“The challenge in a lot of marketing organizations is breaking through the defensiveness that surrounds marketing expenditures within the organization, as well as ideological barriers coming from sales, finance and other areas,” said LaPointe, who is the author of “Marketing by the Dashboard Light.”
LaPointe said that most marketing organizations have developed some form of marketing measurement program, but they have implemented these in silos, such as developing metrics for Web sites, customer satisfaction or marketing campaigns.
“It is very difficult for most companies to build stories across silos that build confidence in answer to the question ‘What are we getting for our buy?’ That is where dashboards comes into play,” he said.
LaPointe defined a marketing dashboard as a group of critical metrics, usually between 10 and 30, that are organized into logical families, such as product or customer. When the metrics are viewed side by side, they provide a picture of what is happening across the organization.
“A dashboard is not in and of itself a marketing measurement system—it is part of a marketing measurement system,” LaPointe said.
“The dashboard helps organizations easily summarize and focus decisions on metrics that the organization believes are the ones that are critically important to success.”
LaPointe recommended five steps in building marketing dashboards.

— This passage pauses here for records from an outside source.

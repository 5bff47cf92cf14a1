use super::build_response;
use crate::sensor::ConcurrentSensorObserver;
use std::sync::Arc;
use warp::Filter;

pub fn routes(
    observer: &Arc<ConcurrentSensorObserver>,
) -> impl Filter<Extract = impl warp::Reply, Error = warp::Rejection> + Clone {
    health(observer.clone())
}

/// GET api/health
fn health(
    observer: Arc<ConcurrentSensorObserver>,
) -> impl Filter<Extract = impl warp::Reply, Error = warp::Rejection> + Clone {
    warp::any()
        .map(move || observer.clone())
        .and(warp::get())
        .and(warp::path!("api" / "health"))
        .and_then(|observer: Arc<ConcurrentSensorObserver>| async move {
            let ret = dto::HealthyDto {
                healthy: true,
                database_state: observer.check_db().await,
                reading_count: observer.reading_count().await.unwrap_or(0),
            };
            build_response(Ok(ret))
        })
        .boxed()
}

mod dto {
    use serde::Serialize;

    #[derive(Debug, Serialize)]
    pub struct HealthyDto {
        pub healthy: bool,
        pub database_state: String,
        pub reading_count: i64,
    }
}
//! Scripted failure simulation against a fake downstream

use anyhow::{Context, Result, bail};
use std::fmt;
use std::sync::Arc;
use std::time::Duration;
use tokio_util::sync::CancellationToken;
use tripwire_core::{
    CircuitBreakerError, CircuitBreakerMiddleware, CircuitBreakerRegistry, ResilienceSettings,
    spawn_maintenance,
};

use crate::console::CliConsole;

/// Options for the `simulate` command
pub struct SimulateOptions {
    pub service: String,
    pub pattern: String,
    pub delay_ms: u64,
    pub maintenance: bool,
    pub verbose: bool,
}

#[derive(Debug, Clone, Copy, PartialEq, Eq)]
enum Outcome {
    Success,
    Failure,
}

/// Error returned by the fake downstream
#[derive(Debug)]
struct DownstreamError {
    call: usize,
}

impl fmt::Display for DownstreamError {
    fn fmt(&self, f: &mut fmt::Formatter<'_>) -> fmt::Result {
        write!(f, "downstream failure on call {}", self.call)
    }
}

impl std::error::Error for DownstreamError {}

fn parse_pattern(pattern: &str) -> Result<Vec<Outcome>> {
    let outcomes = pattern
        .chars()
        .filter(|c| !c.is_whitespace())
        .map(|c| match c.to_ascii_lowercase() {
            's' => Ok(Outcome::Success),
            'f' => Ok(Outcome::Failure),
            other => bail!("invalid outcome '{}' in pattern (expected 's' or 'f')", other),
        })
        .collect::<Result<Vec<_>>>()?;

    if outcomes.is_empty() {
        bail!("pattern must contain at least one outcome");
    }
    Ok(outcomes)
}

async fn downstream(call: usize, outcome: Outcome) -> Result<usize, DownstreamError> {
    match outcome {
        Outcome::Success => Ok(call),
        Outcome::Failure => Err(DownstreamError { call }),
    }
}

/// Run the simulation and print the final stats as JSON
pub async fn run(settings: &ResilienceSettings, options: SimulateOptions) -> Result<()> {
    let console = CliConsole::new(options.verbose);
    let outcomes = parse_pattern(&options.pattern)?;

    let registry = Arc::new(CircuitBreakerRegistry::with_config(settings.defaults.clone()));
    let middleware = CircuitBreakerMiddleware::from_settings(registry.clone(), settings);

    let cancel_token = CancellationToken::new();
    let maintenance = options.maintenance.then(|| {
        tracing::debug!(
            interval_ms = settings.maintenance_interval.as_millis() as u64,
            "Starting registry maintenance for simulation"
        );
        spawn_maintenance(
            registry.clone(),
            settings.maintenance_interval,
            cancel_token.clone(),
        )
    });

    console.print_header(&format!(
        "Simulating {} calls to '{}'",
        outcomes.len(),
        options.service
    ));
    if !middleware.is_enabled() {
        console.warn("Circuit breaker protection is disabled; every call reaches the downstream");
    }

    for (index, outcome) in outcomes.into_iter().enumerate() {
        let call = index + 1;
        let result = middleware
            .execute_with_breaker(&options.service, || downstream(call, outcome), None)
            .await;

        let state = registry
            .lookup(&options.service)
            .map(|breaker| breaker.state().to_string())
            .unwrap_or_else(|| "-".to_string());

        match result {
            Ok(_) => console.success(&format!("#{:<3} ok       [{}]", call, state)),
            Err(CircuitBreakerError::Operation(e)) => {
                console.warn(&format!("#{:<3} failed   [{}] {}", call, state, e))
            }
            Err(CircuitBreakerError::Open(e)) => {
                let retry = e
                    .retry_after
                    .map(|d| format!(" (retry in {}ms)", d.as_millis()))
                    .unwrap_or_default();
                console.error(&format!("#{:<3} rejected [{}] {}{}", call, state, e, retry))
            }
        }

        if options.delay_ms > 0 {
            tokio::time::sleep(Duration::from_millis(options.delay_ms)).await;
        }
    }

    cancel_token.cancel();
    if let Some(handle) = maintenance {
        handle.await.context("Maintenance task panicked")?;
        tracing::debug!("Registry maintenance stopped");
    }

    println!("{}", render_report(&registry)?);
    Ok(())
}

/// Final stats for every breaker as pretty-printed JSON
fn render_report(registry: &CircuitBreakerRegistry) -> Result<String> {
    serde_json::to_string_pretty(&registry.stats_report()).context("Failed to serialize stats")
}
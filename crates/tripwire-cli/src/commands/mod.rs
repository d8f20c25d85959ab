//! CLI command handlers

pub mod config;
pub mod simulate;
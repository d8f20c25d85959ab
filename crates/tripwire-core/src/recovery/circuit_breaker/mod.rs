//! Circuit breaker pattern for fault tolerance
//!
//! Prevents cascading failures by temporarily refusing calls to a failing
//! dependency.
//!
//! ```text
//! Closed → Open:      failures reach failure_threshold
//! Open → HalfOpen:    first call after recovery_timeout
//! HalfOpen → Closed:  success_threshold probe successes
//! HalfOpen → Open:    any probe failure
//! ```

mod breaker;
mod registry;
mod types;

#[cfg(test)]
mod tests;

// Re-export all public items
pub use breaker::{CallPermit, CircuitBreaker};
pub use registry::CircuitBreakerRegistry;
pub use types::{
    CircuitBreakerConfig, CircuitBreakerError, CircuitBreakerStats, CircuitOpenError,
    CircuitState, OpenReason, StatsReport,
};
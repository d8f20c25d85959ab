//! Environment variable-based settings overrides

use humantime_serde::re::humantime;
use std::str::FromStr;
use std::time::Duration;

use super::defaults::{ENABLED_ENV_VAR, ENV_PREFIX};
use super::settings::ResilienceSettings;
use crate::error::{ResilienceError, ResilienceResult};

/// Interpret the value of the master switch
///
/// Only the exact string `false` turns protection off; anything else,
/// including an unset variable, leaves it on.
pub fn toggle_from_value(value: Option<&str>) -> bool {
    value != Some("false")
}

/// Apply `TRIPWIRE_*` overrides and the master switch to `settings`
///
/// `lookup` resolves a variable name to its value, which keeps the loader
/// independent of the real process environment.
pub fn apply_env_overrides<F>(
    mut settings: ResilienceSettings,
    lookup: F,
) -> ResilienceResult<ResilienceSettings>
where
    F: Fn(&str) -> Option<String>,
{
    let var = |name: &str| lookup(&format!("{}{}", ENV_PREFIX, name));

    if let Some(value) = var("ENABLED") {
        settings.enabled = parse_value("ENABLED", &value)?;
    }
    if let Some(value) = var("MAINTENANCE_INTERVAL") {
        settings.maintenance_interval = parse_duration("MAINTENANCE_INTERVAL", &value)?;
    }
    if let Some(value) = var("FAILURE_THRESHOLD") {
        settings.defaults.failure_threshold = parse_value("FAILURE_THRESHOLD", &value)?;
    }
    if let Some(value) = var("RECOVERY_TIMEOUT") {
        settings.defaults.recovery_timeout = parse_duration("RECOVERY_TIMEOUT", &value)?;
    }
    if let Some(value) = var("MONITORING_PERIOD") {
        settings.defaults.monitoring_period = parse_duration("MONITORING_PERIOD", &value)?;
    }
    if let Some(value) = var("SUCCESS_THRESHOLD") {
        settings.defaults.success_threshold = parse_value("SUCCESS_THRESHOLD", &value)?;
    }
    if let Some(value) = var("LOG_LEVEL") {
        settings.logging.level = value;
    }
    if let Some(value) = var("LOG_FORMAT") {
        settings.logging.format = parse_value("LOG_FORMAT", &value)?;
    }

    // The master switch can only turn protection off
    if !toggle_from_value(lookup(ENABLED_ENV_VAR).as_deref()) {
        settings.enabled = false;
    }

    Ok(settings)
}

fn parse_value<T: FromStr>(name: &str, value: &str) -> ResilienceResult<T> {
    value.trim().parse().map_err(|_| {
        ResilienceError::config_with_context(
            format!("Invalid {}{} value", ENV_PREFIX, name),
            format!("Parsing '{}'", value),
        )
    })
}

fn parse_duration(name: &str, value: &str) -> ResilienceResult<Duration> {
    humantime::parse_duration(value.trim()).map_err(|e| {
        ResilienceError::config_with_context(
            format!("Invalid {}{} value: {}", ENV_PREFIX, name, e),
            format!("Parsing duration '{}'", value),
        )
    })
}
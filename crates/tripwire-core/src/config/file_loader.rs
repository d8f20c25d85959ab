//! File-based settings loading

use std::fs;
use std::path::Path;

use super::settings::ResilienceSettings;
use crate::error::{ResilienceError, ResilienceResult};

/// Load settings from a file
///
/// Supports JSON, TOML, and YAML formats based on file extension.
/// Returns default settings if the file doesn't exist.
pub fn load_from_file(path: &Path) -> ResilienceResult<ResilienceSettings> {
    if !path.exists() {
        tracing::debug!(path = %path.display(), "Settings file not found, using defaults");
        return Ok(ResilienceSettings::default());
    }

    let content = fs::read_to_string(path).map_err(|e| {
        ResilienceError::io(
            format!("Failed to read settings file: {}", e),
            path.display().to_string(),
        )
    })?;

    let settings = match path.extension().and_then(|s| s.to_str()) {
        Some("toml") => toml::from_str(&content)
            .map_err(|e| ResilienceError::parse("TOML", format!("{}: {}", path.display(), e)))?,
        Some("yaml") | Some("yml") => serde_yaml::from_str(&content)
            .map_err(|e| ResilienceError::parse("YAML", format!("{}: {}", path.display(), e)))?,
        _ => serde_json::from_str(&content)
            .map_err(|e| ResilienceError::parse("JSON", format!("{}: {}", path.display(), e)))?,
    };

    Ok(settings)
}
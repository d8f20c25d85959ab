//! Failure isolation for calls to downstream services
//!
//! This module provides:
//! - Circuit breakers, one per downstream service, kept in a registry
//! - Middleware that routes calls through the breaker for a named service
//! - Opt-in periodic maintenance that decays stale failure counters
//!
//! ```rust,ignore
//! use std::sync::Arc;
//! use tripwire_core::recovery::{CircuitBreakerMiddleware, CircuitBreakerRegistry};
//!
//! let registry = Arc::new(CircuitBreakerRegistry::new());
//! let middleware = CircuitBreakerMiddleware::from_env(registry.clone());
//!
//! let order = middleware
//!     .execute_with_breaker("payment-gateway", || client.create_order(&cart), None)
//!     .await?;
//! ```

pub mod circuit_breaker;
mod maintenance;
mod middleware;

pub use circuit_breaker::{
    CallPermit, CircuitBreaker, CircuitBreakerConfig, CircuitBreakerError, CircuitBreakerRegistry,
    CircuitBreakerStats, CircuitOpenError, CircuitState, OpenReason, StatsReport,
};
pub use maintenance::spawn_maintenance;
pub use middleware::CircuitBreakerMiddleware;
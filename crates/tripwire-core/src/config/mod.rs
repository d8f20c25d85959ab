//! Configuration for Tripwire
//!
//! Settings are layered: built-in defaults, then an optional settings file
//! (TOML, YAML or JSON), then `TRIPWIRE_*` environment variables, then the
//! `CIRCUIT_BREAKER_ENABLED` master switch.

pub mod defaults;
mod env_loader;
mod file_loader;
mod logging_config;
mod settings;

pub use defaults::ENABLED_ENV_VAR;
pub use env_loader::{apply_env_overrides, toggle_from_value};
pub use file_loader::load_from_file;
pub use logging_config::{LogFormat, LoggingConfig};
pub use settings::ResilienceSettings;

use crate::error::ResilienceResult;
use std::path::Path;

/// Load settings from an optional file plus the process environment
///
/// The result is validated before it is returned.
pub fn load_settings(path: Option<&Path>) -> ResilienceResult<ResilienceSettings> {
    let settings = match path {
        Some(path) => load_from_file(path)?,
        None => ResilienceSettings::default(),
    };
    let settings = apply_env_overrides(settings, |key| std::env::var(key).ok())?;
    settings.validate()?;
    Ok(settings)
}
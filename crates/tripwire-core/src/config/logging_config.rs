//! Logging configuration

use serde::{Deserialize, Serialize};
use std::fmt;
use std::str::FromStr;

use crate::error::ResilienceError;

/// Output format for log lines
#[derive(Debug, Clone, Copy, PartialEq, Eq, Default, Serialize, Deserialize)]
#[serde(rename_all = "lowercase")]
pub enum LogFormat {
    #[default]
    Pretty,
    Compact,
    Json,
}

impl FromStr for LogFormat {
    type Err = ResilienceError;

    fn from_str(s: &str) -> Result<Self, Self::Err> {
        match s.to_ascii_lowercase().as_str() {
            "pretty" => Ok(Self::Pretty),
            "compact" => Ok(Self::Compact),
            "json" => Ok(Self::Json),
            other => Err(ResilienceError::config(format!(
                "Unknown log format '{}' (expected pretty, compact or json)",
                other
            ))),
        }
    }
}

impl fmt::Display for LogFormat {
    fn fmt(&self, f: &mut fmt::Formatter<'_>) -> fmt::Result {
        let name = match self {
            Self::Pretty => "pretty",
            Self::Compact => "compact",
            Self::Json => "json",
        };
        f.write_str(name)
    }
}

/// Logging configuration
#[derive(Debug, Clone, PartialEq, Eq, Serialize, Deserialize)]
#[serde(default)]
pub struct LoggingConfig {
    /// Filter directive (trace, debug, info, warn, error or a full EnvFilter string)
    pub level: String,
    /// Log format
    pub format: LogFormat,
}

impl Default for LoggingConfig {
    fn default() -> Self {
        Self {
            level: "info".to_string(),
            format: LogFormat::Pretty,
        }
    }
}
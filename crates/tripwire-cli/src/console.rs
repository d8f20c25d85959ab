//! CLI console utilities

use colored::*;

/// CLI console for formatted status output
///
/// Everything goes to stderr; stdout carries only command results.
pub struct CliConsole {
    verbose: bool,
}

impl CliConsole {
    pub const fn new(verbose: bool) -> Self {
        Self { verbose }
    }

    /// Print an info message (verbose only)
    pub fn info(&self, message: &str) {
        if self.verbose {
            eprintln!("{} {}", "ℹ".blue().bold(), message);
        }
    }

    pub fn success(&self, message: &str) {
        eprintln!("{} {}", "✓".green().bold(), message.green());
    }

    pub fn warn(&self, message: &str) {
        eprintln!("{} {}", "⚠".yellow().bold(), message.yellow());
    }

    pub fn error(&self, message: &str) {
        eprintln!("{} {}", "✗".red().bold(), message.red());
    }

    pub fn print_header(&self, title: &str) {
        eprintln!();
        eprintln!("{}", title.bold().underline());
        eprintln!("{}", "=".repeat(title.len()).dimmed());
    }
}
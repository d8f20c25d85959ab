//! Top-level resilience settings

use serde::{Deserialize, Serialize};
use std::collections::HashMap;
use std::time::Duration;

use super::defaults;
use super::logging_config::LoggingConfig;
use crate::error::{ResilienceError, ResilienceResult};
use crate::recovery::CircuitBreakerConfig;

/// Settings for the middleware, the registry and logging
#[derive(Debug, Clone, PartialEq, Serialize, Deserialize)]
#[serde(default)]
pub struct ResilienceSettings {
    /// Master switch for circuit breaker protection
    pub enabled: bool,
    /// Interval for the maintenance task
    #[serde(with = "humantime_serde")]
    pub maintenance_interval: Duration,
    /// Policy for services without an override
    pub defaults: CircuitBreakerConfig,
    /// Per-service policy overrides keyed by service name
    pub services: HashMap<String, CircuitBreakerConfig>,
    pub logging: LoggingConfig,
}

impl Default for ResilienceSettings {
    fn default() -> Self {
        Self {
            enabled: true,
            maintenance_interval: Duration::from_millis(defaults::MAINTENANCE_INTERVAL_MS),
            defaults: CircuitBreakerConfig::default(),
            services: HashMap::new(),
            logging: LoggingConfig::default(),
        }
    }
}

impl ResilienceSettings {
    /// Validate the default policy and every override
    pub fn validate(&self) -> ResilienceResult<()> {
        if self.maintenance_interval.is_zero() {
            return Err(ResilienceError::config(
                "maintenance_interval must be greater than zero",
            ));
        }

        self.defaults.validate().map_err(|e| {
            ResilienceError::config_with_context(e.to_string(), "validating default policy")
        })?;

        for (service, config) in &self.services {
            config.validate().map_err(|e| {
                ResilienceError::config_with_context(
                    e.to_string(),
                    format!("validating policy for service '{}'", service),
                )
            })?;
        }

        Ok(())
    }
}
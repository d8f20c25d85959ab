//! Core error types for Tripwire

use thiserror::Error;

/// Result type alias for Tripwire operations
pub type ResilienceResult<T> = Result<T, ResilienceError>;

/// Main error type for Tripwire
#[derive(Error, Debug, Clone, PartialEq, Eq)]
pub enum ResilienceError {
    /// Configuration values are missing or out of range
    #[error("Configuration error: {message}")]
    Config {
        message: String,
        context: Option<String>,
    },

    /// Reading a settings file failed
    #[error("IO error: {message}")]
    Io {
        message: String,
        path: Option<String>,
    },

    /// A settings file or value could not be parsed
    #[error("Parse error ({format}): {message}")]
    Parse { format: String, message: String },
}

impl ResilienceError {
    /// Create a configuration error
    pub fn config(message: impl Into<String>) -> Self {
        Self::Config {
            message: message.into(),
            context: None,
        }
    }

    /// Create a configuration error with context
    pub fn config_with_context(message: impl Into<String>, context: impl Into<String>) -> Self {
        Self::Config {
            message: message.into(),
            context: Some(context.into()),
        }
    }

    /// Create an IO error tied to a path
    pub fn io(message: impl Into<String>, path: impl Into<String>) -> Self {
        Self::Io {
            message: message.into(),
            path: Some(path.into()),
        }
    }

    /// Create a parse error for the given format
    pub fn parse(format: impl Into<String>, message: impl Into<String>) -> Self {
        Self::Parse {
            format: format.into(),
            message: message.into(),
        }
    }

    /// Short machine-readable code for the error kind
    pub fn error_code(&self) -> &'static str {
        match self {
            Self::Config { .. } => "RESILIENCE_CONFIG",
            Self::Io { .. } => "RESILIENCE_IO",
            Self::Parse { .. } => "RESILIENCE_PARSE",
        }
    }

    /// Additional context attached to the error, if any
    pub fn context(&self) -> Option<&str> {
        match self {
            Self::Config { context, .. } => context.as_deref(),
            Self::Io { path, .. } => path.as_deref(),
            Self::Parse { .. } => None,
        }
    }
}

impl From<std::io::Error> for ResilienceError {
    fn from(err: std::io::Error) -> Self {
        Self::Io {
            message: err.to_string(),
            path: None,
        }
    }
}
//! Tracing subscriber setup

use tracing_subscriber::EnvFilter;
use tripwire_core::config::{LogFormat, LoggingConfig};

/// Install the global subscriber
///
/// Logs go to stderr so command output on stdout stays machine-readable.
pub fn init(config: &LoggingConfig, verbose: bool) {
    let fallback = if verbose { "debug" } else { config.level.as_str() };
    let filter = EnvFilter::try_from_default_env()
        .or_else(|_| EnvFilter::try_new(fallback))
        .unwrap_or_else(|_| EnvFilter::new("info"));

    let builder = tracing_subscriber::fmt()
        .with_env_filter(filter)
        .with_writer(std::io::stderr);

    match config.format {
        LogFormat::Json => builder.json().init(),
        LogFormat::Compact => builder.compact().init(),
        LogFormat::Pretty => builder.init(),
    }
}
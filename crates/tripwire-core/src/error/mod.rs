//! Error types for Tripwire
//!
//! Crate-level failures (configuration, file access, parsing) are reported
//! through [`ResilienceError`]. Call-path failures produced by a circuit
//! breaker live next to the breaker in [`crate::recovery::circuit_breaker`].

mod types;

pub use types::{ResilienceError, ResilienceResult};
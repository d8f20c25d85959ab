//! Command routing logic for CLI

use anyhow::Result;
use tripwire_core::ResilienceSettings;

use crate::args::{Cli, Commands, ConfigAction};
use crate::commands;

/// Route CLI commands to their respective handlers
pub async fn route(cli: Cli, settings: ResilienceSettings) -> Result<()> {
    match cli.command {
        Commands::Config { action } => match action {
            ConfigAction::Show => commands::config::show(&settings),
            ConfigAction::Check { path } => commands::config::check(&path),
        },
        Commands::Simulate {
            service,
            pattern,
            delay_ms,
            maintenance,
        } => {
            let options = commands::simulate::SimulateOptions {
                service,
                pattern,
                delay_ms,
                maintenance,
                verbose: cli.verbose,
            };
            commands::simulate::run(&settings, options).await
        }
    }
}
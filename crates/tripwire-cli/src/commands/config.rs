//! Settings inspection commands

use anyhow::{Context, Result};
use std::path::Path;
use tripwire_core::ResilienceSettings;
use tripwire_core::config::load_from_file;

use crate::console::CliConsole;

/// Print the effective settings as TOML
pub fn show(settings: &ResilienceSettings) -> Result<()> {
    let rendered = toml::to_string_pretty(settings).context("Failed to render settings")?;
    print!("{}", rendered);
    Ok(())
}

/// Load and validate a settings file
pub fn check(path: &Path) -> Result<()> {
    let console = CliConsole::new(true);

    if !path.exists() {
        console.error(&format!("{} does not exist", path.display()));
        anyhow::bail!("settings file not found: {}", path.display());
    }

    let settings = load_from_file(path)
        .and_then(|settings| settings.validate().map(|_| settings))
        .map_err(|e| {
            console.error(&e.to_string());
            e
        })?;

    console.success(&format!("{} is valid", path.display()));
    console.info(&format!(
        "protection {}, {} service override(s)",
        if settings.enabled { "enabled" } else { "disabled" },
        settings.services.len()
    ));
    Ok(())
}
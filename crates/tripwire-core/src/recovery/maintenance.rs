//! Periodic registry maintenance
//!
//! Nothing runs in the background unless the application spawns this task
//! itself; [`CircuitBreakerRegistry::run_maintenance`] can equally be driven
//! from an existing scheduler.

use std::sync::Arc;
use std::time::Duration;
use tokio::task::JoinHandle;
use tokio::time::{MissedTickBehavior, interval};
use tokio_util::sync::CancellationToken;

use super::circuit_breaker::CircuitBreakerRegistry;

/// Spawn a task that runs registry maintenance every `period`
///
/// The task stops when `cancel_token` is cancelled.
pub fn spawn_maintenance(
    registry: Arc<CircuitBreakerRegistry>,
    period: Duration,
    cancel_token: CancellationToken,
) -> JoinHandle<()> {
    tokio::spawn(async move {
        let mut ticker = interval(period);
        ticker.set_missed_tick_behavior(MissedTickBehavior::Delay);
        // The first tick completes immediately
        ticker.tick().await;

        tracing::debug!(period_ms = period.as_millis() as u64, "Maintenance task started");

        loop {
            tokio::select! {
                _ = cancel_token.cancelled() => {
                    tracing::debug!("Maintenance task stopped");
                    break;
                }
                _ = ticker.tick() => {
                    registry.run_maintenance();
                }
            }
        }
    })
}
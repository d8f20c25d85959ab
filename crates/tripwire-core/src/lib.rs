//! Tripwire Core Library
//!
//! Circuit breakers for calls to downstream services: a per-service breaker
//! state machine, a registry that owns the breakers, middleware with a
//! process-wide on/off switch, and the settings that configure them.

pub mod config;
pub mod error;
pub mod recovery;

// Re-export commonly used types
pub use config::{LoggingConfig, ResilienceSettings, load_settings};
pub use error::{ResilienceError, ResilienceResult};
pub use recovery::{
    CallPermit, CircuitBreaker, CircuitBreakerConfig, CircuitBreakerError,
    CircuitBreakerMiddleware, CircuitBreakerRegistry, CircuitBreakerStats, CircuitOpenError,
    CircuitState, OpenReason, StatsReport, spawn_maintenance,
};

The first step is alignment—defining what marketing is trying to do and how that relates to what sales, finance and other areas of the organization are trying to do.
Second, marketers must develop a comprehensive measurement framework by identifying what is going to be measured and prioritizing those areas.
“Ignore the stuff that isn’t expected to have high value and focus on the things that are of higher expected value,” LaPointe said.
Third, marketers must be objective in their approach, and fourth, they must provide accountability to finance and other areas of the organization.
One way to provide accountability is to build a bridge between cash flow and assets, LaPointe said.
“If you propose spending money on programs that won’t pay off until the long term, you can build a model that shows, period by period, how many customers you expect to acquire and retain, what the long-term value of the customer is and when the payback occurs,” he said. “By providing the net present value, you can give the finance person information about whether the investment makes sense.”
The fifth step is the credibility that is built when marketing dashboards are implemented effectively.